In order to setup the synchronization, go to your Agicap application, in Banks and Integrations.

Go to the CashCollect integration, and activate it.

The synchronization is now active.

2. How does it work?

Every time you import an invoice in CashCollect, a corresponding expected transaction is created.

  • Once the synchronisation is activated, your expected transactions created in CashCollect will appear in your Expected transactions page, and in your cashflow forecast.

  • On your Expected transactions page, the operation appears as such:

    • Its label is "Client payment - (client name) - (invoice number)"

    • Its source is "CashCollection"

Once your invoice is paid :

  • When you mark your invoice as paid from the CashCollect interface, the corresponding expected transaction is deleted. In your forecast, the transaction of the client payment will appear.

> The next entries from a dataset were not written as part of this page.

//! Infrastructure layer - external adapters and integrations.
//!
//! This layer provides adapters for:
//! - Clock abstraction (system time vs mock)
//! - Store implementations (in-process sharded map, Redis)
//! - Engine construction with validated settings

pub mod builder;
pub mod clock;
pub mod memory_store;

#[cfg(feature = "redis-storage")]
pub mod redis_store;

/// Mock implementations for testing.
///
/// This module is only available when the `test-helpers` feature is enabled,
/// or during test builds. It provides controllable test doubles: a clock
/// that only moves when told to and a store that can be switched into an
/// outage.
///
/// To use these mocks in integration tests, add to your `Cargo.toml`:
/// ```toml
/// [dev-dependencies]
/// api-throttle = { version = "*", features = ["test-helpers"] }
/// ```
#[cfg(any(test, feature = "test-helpers"))]
pub mod mocks;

👉 Warning : once the synchronization is activated, you will not be able to reconcile in Agicap the expected transactions coming from CashCollect invoices. You will have to mark them as paid in CashCollect or in your ERP.

3. Deactivate synchronization

You can always deactivate the synchronization between the CashCollect invoices and the Expected transactions. In that case, go to Banks and Integrations again.

👉 Warning : if you deactivate synchronization, all the expected transactions created from a CashCollect invoice will be deleted and your forecast will be impacted.

4. Improve forecast accuracy

By default, invoices due dates are used to create the Expected Transaction and feed the cash flow forecast. However, payment delays are frequent, it can significantly impact your forecast and your cash.

💡 Therefore, you can leverage CashCollect data and decide to take into account expected payment delays. The client average payment delay is an average of the time intervals between the due date and the payment date. The calculation is made client per client and based on the invoices that were paid over the last 6 months.

In order to activate the option, just go to the CashCollect setting page and turn it on.